### Records provided
▼▼▼

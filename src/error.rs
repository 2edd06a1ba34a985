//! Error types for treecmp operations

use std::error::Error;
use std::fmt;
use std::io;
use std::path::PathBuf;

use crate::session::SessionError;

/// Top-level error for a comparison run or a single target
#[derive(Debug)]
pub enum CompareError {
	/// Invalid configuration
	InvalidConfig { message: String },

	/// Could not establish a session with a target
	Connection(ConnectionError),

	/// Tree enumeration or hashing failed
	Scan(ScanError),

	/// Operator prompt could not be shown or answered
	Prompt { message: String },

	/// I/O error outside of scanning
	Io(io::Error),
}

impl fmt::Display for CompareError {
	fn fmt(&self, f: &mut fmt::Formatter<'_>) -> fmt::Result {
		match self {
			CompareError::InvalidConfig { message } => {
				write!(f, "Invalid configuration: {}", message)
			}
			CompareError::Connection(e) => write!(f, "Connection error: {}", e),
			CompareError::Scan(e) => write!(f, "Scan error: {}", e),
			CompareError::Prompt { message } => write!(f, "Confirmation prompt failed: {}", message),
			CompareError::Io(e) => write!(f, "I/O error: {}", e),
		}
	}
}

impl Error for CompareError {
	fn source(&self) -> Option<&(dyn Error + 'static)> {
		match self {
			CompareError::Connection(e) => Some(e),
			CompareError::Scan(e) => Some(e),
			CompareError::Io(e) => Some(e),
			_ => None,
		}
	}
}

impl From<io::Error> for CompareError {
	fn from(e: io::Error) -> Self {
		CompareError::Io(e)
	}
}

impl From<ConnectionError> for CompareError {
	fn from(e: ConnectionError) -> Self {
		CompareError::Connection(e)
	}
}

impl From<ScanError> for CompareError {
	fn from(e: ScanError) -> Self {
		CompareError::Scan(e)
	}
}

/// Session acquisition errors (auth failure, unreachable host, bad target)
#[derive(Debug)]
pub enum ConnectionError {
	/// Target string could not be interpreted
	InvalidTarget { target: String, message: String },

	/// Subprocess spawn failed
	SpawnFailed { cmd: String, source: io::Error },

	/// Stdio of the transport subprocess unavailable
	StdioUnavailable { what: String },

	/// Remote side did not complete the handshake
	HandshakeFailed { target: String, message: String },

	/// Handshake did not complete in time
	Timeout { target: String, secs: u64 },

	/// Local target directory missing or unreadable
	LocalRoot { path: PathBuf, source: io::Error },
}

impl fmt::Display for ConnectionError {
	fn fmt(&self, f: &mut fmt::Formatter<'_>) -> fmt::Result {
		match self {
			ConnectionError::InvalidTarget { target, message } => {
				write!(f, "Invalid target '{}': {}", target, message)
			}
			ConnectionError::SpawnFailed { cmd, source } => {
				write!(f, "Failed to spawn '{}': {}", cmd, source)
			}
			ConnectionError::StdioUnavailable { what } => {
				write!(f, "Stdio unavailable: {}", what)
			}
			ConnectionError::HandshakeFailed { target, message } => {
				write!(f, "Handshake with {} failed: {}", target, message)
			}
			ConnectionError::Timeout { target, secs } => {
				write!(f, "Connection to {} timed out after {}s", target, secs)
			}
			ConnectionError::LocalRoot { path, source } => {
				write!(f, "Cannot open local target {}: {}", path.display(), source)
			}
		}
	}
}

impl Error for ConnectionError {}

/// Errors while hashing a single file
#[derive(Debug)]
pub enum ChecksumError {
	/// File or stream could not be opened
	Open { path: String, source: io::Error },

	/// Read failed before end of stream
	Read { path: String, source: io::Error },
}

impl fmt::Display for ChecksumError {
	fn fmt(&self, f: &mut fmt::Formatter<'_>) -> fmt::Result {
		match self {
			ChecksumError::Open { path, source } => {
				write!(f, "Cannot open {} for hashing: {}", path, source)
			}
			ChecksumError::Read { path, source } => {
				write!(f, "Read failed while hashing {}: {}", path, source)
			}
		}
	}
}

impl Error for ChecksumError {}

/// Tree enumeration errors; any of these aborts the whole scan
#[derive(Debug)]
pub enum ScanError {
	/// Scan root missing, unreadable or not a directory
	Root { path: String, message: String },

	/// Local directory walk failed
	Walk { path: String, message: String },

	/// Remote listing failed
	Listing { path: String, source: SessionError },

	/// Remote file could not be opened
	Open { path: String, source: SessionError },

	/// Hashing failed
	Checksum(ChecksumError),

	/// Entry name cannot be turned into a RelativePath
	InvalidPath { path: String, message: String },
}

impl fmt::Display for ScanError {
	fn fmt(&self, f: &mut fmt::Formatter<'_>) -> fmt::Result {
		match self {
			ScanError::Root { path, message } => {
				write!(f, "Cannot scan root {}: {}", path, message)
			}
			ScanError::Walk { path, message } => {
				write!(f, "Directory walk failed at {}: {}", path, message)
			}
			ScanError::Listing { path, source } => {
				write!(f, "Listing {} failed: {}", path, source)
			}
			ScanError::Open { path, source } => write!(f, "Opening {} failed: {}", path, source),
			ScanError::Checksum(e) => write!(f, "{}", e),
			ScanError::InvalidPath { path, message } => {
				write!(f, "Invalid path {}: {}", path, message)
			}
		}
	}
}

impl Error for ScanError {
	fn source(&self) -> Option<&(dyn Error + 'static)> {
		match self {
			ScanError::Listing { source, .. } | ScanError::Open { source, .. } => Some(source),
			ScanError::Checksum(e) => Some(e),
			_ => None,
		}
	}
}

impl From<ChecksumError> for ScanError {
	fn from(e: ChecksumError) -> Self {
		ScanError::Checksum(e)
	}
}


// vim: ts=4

▲▲▲
▼▼▼

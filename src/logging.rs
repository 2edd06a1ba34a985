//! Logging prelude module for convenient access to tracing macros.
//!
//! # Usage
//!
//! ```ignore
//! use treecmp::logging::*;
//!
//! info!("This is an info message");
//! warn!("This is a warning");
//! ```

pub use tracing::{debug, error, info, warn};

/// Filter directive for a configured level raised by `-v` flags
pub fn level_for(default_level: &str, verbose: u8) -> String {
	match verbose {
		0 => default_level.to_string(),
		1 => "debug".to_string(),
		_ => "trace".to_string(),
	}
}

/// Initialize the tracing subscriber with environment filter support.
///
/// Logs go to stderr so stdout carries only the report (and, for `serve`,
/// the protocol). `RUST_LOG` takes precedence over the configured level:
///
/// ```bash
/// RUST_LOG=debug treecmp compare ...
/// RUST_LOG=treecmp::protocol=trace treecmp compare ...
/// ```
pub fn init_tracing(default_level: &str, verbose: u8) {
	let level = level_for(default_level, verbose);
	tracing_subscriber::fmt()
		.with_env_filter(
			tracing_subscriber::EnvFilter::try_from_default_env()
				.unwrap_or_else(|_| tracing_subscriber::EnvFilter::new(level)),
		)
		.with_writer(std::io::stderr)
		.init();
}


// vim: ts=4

▲▲▲
▼▼▼

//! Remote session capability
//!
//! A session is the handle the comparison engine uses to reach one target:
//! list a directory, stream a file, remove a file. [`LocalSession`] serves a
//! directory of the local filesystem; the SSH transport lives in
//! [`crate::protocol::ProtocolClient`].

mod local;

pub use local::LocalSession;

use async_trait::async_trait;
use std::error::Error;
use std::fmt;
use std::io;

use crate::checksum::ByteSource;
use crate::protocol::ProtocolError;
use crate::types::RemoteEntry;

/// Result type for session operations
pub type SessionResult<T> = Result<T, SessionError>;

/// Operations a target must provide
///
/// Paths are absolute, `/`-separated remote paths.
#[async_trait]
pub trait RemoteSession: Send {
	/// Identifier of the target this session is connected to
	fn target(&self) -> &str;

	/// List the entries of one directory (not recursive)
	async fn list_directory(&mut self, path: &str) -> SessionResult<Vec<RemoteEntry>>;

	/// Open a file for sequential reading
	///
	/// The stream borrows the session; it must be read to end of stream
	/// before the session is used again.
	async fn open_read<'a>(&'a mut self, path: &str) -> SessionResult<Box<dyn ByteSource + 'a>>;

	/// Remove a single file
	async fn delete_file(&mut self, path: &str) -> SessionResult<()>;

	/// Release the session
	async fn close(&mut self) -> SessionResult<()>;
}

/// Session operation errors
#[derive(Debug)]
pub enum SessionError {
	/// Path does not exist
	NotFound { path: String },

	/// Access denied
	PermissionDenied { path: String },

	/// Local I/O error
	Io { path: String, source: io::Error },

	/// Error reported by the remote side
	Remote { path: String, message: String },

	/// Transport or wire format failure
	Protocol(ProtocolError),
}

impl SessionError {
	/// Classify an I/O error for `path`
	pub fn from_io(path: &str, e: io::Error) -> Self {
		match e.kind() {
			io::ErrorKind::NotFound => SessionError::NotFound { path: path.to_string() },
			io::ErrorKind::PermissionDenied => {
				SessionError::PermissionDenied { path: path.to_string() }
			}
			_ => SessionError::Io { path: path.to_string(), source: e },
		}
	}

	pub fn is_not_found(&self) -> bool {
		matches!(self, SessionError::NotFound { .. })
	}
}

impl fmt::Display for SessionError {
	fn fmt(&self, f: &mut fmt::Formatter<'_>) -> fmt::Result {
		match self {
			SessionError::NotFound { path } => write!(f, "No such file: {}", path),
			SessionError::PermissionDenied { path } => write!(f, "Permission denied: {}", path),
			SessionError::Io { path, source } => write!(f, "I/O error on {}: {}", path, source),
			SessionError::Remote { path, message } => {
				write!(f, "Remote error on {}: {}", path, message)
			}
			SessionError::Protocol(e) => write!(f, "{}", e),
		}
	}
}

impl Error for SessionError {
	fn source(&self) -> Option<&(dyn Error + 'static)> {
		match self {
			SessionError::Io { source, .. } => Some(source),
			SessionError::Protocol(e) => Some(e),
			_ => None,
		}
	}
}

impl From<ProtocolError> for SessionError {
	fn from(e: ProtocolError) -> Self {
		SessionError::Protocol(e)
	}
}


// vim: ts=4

▲▲▲

### What this task involves
Search the data above for the string "opened" and copy each line that has it.

### Written reply
	/// File or stream could not be opened
	/// Remote file could not be opened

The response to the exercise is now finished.